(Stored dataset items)
++++++++
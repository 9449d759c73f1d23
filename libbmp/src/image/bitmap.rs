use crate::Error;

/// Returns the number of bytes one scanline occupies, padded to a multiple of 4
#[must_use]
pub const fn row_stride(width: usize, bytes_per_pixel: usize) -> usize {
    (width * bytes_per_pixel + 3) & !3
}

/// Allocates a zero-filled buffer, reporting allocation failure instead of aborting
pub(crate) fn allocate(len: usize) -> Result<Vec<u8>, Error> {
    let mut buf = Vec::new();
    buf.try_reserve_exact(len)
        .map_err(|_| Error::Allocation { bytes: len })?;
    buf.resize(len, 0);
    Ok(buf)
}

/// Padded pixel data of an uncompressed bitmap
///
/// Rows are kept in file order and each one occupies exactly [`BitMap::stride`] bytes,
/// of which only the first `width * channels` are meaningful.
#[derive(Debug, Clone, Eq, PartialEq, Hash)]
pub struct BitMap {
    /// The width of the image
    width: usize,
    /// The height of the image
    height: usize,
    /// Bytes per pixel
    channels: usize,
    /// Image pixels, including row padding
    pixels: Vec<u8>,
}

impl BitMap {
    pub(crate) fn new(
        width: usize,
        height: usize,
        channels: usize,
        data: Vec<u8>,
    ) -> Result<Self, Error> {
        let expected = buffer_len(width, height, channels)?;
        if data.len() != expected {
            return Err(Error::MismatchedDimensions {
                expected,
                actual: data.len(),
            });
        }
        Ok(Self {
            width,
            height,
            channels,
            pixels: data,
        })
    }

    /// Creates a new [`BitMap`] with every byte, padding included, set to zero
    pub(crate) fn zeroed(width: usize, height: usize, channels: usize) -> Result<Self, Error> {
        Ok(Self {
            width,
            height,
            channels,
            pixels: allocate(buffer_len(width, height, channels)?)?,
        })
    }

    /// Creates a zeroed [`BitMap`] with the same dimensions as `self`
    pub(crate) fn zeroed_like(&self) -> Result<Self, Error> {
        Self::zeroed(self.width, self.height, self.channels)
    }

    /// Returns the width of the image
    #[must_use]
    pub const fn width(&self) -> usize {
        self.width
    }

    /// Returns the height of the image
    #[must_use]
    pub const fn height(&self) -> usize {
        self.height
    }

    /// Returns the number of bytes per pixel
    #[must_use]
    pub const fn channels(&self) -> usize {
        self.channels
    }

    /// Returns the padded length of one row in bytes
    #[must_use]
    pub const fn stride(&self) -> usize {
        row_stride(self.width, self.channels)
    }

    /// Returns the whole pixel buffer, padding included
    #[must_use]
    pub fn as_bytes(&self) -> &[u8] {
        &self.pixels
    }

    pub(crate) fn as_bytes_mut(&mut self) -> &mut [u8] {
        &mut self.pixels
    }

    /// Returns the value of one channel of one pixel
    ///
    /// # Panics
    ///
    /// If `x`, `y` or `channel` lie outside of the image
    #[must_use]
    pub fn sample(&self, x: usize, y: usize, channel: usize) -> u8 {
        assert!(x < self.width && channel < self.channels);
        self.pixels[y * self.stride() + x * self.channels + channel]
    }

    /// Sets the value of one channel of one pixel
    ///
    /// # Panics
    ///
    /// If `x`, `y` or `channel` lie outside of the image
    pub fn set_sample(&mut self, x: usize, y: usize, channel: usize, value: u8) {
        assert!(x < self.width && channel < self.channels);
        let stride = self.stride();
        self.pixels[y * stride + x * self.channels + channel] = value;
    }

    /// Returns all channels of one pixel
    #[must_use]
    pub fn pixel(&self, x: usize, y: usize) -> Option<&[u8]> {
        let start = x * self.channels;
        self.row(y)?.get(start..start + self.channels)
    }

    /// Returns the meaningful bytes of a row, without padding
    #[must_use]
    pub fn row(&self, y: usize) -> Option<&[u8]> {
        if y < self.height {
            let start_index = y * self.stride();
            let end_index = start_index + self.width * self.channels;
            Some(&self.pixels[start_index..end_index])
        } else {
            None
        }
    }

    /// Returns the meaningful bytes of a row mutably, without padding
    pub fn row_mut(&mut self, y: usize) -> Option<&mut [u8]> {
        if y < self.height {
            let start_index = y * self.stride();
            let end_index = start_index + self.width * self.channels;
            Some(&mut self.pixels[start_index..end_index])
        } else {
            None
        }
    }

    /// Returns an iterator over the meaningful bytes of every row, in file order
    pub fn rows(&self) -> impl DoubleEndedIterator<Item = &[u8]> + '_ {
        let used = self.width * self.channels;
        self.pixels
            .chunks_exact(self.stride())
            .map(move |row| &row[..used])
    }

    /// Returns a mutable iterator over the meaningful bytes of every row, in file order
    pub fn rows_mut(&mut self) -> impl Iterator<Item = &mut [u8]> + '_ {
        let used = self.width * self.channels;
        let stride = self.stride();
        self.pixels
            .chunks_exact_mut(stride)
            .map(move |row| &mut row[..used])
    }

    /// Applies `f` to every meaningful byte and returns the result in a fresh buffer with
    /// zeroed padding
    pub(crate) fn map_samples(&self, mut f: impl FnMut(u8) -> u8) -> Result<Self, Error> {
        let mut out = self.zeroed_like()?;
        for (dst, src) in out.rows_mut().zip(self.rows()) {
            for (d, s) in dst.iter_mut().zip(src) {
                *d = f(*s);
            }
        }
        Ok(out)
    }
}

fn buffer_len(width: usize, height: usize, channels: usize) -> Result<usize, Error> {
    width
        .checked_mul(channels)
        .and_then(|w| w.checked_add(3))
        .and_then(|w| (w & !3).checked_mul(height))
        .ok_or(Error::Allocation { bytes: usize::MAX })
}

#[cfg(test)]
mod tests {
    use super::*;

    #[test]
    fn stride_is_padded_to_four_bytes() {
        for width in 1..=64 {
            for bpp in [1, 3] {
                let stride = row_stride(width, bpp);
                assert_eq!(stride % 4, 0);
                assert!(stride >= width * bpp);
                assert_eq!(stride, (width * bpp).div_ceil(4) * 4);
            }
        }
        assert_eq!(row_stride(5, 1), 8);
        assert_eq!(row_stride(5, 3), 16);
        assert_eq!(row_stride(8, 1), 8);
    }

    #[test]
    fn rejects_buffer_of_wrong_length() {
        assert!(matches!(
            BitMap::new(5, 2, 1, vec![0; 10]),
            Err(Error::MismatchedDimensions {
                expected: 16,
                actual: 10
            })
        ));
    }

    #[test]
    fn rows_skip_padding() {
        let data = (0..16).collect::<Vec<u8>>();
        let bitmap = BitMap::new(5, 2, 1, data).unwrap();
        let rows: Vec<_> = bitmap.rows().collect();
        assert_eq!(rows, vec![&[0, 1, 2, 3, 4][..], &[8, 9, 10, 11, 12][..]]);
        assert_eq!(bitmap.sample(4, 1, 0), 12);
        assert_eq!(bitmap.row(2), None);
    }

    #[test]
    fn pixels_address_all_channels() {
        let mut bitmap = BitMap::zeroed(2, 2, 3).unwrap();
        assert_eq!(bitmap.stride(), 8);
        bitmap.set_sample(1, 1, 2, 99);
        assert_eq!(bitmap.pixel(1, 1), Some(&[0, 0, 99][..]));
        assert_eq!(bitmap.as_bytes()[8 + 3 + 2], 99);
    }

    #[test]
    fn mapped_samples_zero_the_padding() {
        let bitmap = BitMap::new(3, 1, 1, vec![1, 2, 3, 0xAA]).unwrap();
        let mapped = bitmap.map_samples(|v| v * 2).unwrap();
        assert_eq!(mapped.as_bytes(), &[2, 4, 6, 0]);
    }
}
++++++++
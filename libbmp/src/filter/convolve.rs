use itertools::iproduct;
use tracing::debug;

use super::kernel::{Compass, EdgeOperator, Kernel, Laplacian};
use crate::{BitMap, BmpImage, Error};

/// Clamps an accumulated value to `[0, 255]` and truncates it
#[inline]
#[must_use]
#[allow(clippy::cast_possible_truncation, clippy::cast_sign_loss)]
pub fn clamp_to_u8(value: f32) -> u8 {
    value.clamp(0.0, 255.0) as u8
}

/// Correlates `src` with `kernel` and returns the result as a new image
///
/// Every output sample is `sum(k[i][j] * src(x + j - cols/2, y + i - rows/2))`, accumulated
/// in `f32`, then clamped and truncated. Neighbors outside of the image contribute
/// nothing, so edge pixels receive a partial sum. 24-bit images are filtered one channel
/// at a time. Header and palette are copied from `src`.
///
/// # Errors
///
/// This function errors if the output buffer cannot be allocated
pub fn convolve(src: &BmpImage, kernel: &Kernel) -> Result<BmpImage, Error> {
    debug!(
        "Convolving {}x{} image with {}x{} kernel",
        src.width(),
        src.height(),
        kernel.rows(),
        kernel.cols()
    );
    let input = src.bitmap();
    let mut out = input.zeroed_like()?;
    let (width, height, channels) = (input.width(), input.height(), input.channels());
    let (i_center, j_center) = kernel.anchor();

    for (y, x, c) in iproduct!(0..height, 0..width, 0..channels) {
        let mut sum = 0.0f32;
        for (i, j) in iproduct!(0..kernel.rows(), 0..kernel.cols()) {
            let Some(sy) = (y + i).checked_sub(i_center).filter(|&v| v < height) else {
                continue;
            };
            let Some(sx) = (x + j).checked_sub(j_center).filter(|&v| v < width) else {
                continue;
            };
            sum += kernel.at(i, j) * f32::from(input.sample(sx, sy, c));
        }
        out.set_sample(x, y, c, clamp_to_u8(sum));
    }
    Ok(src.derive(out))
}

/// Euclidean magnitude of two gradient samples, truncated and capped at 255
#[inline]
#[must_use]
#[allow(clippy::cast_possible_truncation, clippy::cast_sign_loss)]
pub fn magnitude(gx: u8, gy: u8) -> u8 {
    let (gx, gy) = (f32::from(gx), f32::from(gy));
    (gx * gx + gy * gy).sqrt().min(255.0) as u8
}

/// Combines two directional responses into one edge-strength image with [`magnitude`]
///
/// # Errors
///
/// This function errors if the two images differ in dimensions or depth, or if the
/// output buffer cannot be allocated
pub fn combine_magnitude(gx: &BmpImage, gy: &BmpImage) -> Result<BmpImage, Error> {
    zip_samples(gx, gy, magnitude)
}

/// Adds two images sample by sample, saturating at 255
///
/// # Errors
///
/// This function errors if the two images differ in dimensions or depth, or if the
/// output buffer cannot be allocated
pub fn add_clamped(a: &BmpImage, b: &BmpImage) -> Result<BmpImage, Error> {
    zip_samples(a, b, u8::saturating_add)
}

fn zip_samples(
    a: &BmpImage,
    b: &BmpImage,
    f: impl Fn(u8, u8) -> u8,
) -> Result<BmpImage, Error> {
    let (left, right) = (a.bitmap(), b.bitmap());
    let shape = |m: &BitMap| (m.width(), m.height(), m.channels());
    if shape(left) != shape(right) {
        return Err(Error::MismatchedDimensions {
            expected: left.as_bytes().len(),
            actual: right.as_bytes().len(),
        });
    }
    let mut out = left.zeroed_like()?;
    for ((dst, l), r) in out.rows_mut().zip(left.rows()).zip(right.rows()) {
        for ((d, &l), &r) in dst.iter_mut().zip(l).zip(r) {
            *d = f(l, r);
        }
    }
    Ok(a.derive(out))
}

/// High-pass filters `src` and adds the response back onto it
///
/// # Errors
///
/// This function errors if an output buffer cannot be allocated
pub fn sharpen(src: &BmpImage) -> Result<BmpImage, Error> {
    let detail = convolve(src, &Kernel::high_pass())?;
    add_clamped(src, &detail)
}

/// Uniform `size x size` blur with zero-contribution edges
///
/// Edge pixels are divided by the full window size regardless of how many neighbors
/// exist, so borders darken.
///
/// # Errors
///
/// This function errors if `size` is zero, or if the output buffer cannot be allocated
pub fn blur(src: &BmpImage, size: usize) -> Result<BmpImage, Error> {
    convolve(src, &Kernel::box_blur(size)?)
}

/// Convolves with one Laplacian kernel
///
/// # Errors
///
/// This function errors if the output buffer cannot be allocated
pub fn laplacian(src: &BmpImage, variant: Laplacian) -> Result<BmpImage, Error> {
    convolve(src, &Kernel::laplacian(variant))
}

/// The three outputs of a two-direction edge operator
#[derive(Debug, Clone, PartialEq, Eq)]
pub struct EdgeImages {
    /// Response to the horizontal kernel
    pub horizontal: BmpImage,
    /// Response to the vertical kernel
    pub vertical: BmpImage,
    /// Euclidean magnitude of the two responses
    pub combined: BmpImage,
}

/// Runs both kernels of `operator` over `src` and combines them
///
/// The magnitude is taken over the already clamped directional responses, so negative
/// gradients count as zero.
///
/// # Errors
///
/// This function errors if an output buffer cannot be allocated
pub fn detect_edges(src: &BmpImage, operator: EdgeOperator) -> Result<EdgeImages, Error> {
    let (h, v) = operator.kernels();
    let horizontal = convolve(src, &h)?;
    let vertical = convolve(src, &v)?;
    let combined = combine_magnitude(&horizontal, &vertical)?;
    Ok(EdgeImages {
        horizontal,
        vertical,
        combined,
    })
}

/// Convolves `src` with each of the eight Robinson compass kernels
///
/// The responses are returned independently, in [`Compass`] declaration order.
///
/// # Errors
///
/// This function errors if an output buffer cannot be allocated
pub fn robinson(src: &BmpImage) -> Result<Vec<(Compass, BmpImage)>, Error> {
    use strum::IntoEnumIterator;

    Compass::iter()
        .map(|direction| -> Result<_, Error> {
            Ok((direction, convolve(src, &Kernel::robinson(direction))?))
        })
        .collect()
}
++++++++
§ **Activity**: The entries above hold a line with "Returns the height of the image" and a later line with "pub fn as_bytes(&self)". Write out exactly those lines and all lines between, nothing more.

§ **Output for this task**:
    /// Returns the height of the image
    #[must_use]
    pub const fn height(&self) -> usize {
        self.height
    }

    /// Returns the number of bytes per pixel
    #[must_use]
    pub const fn channels(&self) -> usize {
        self.channels
    }

    /// Returns the padded length of one row in bytes
    #[must_use]
    pub const fn stride(&self) -> usize {
        row_stride(self.width, self.channels)
    }

    /// Returns the whole pixel buffer, padding included
    #[must_use]
    pub fn as_bytes(&self) -> &[u8] {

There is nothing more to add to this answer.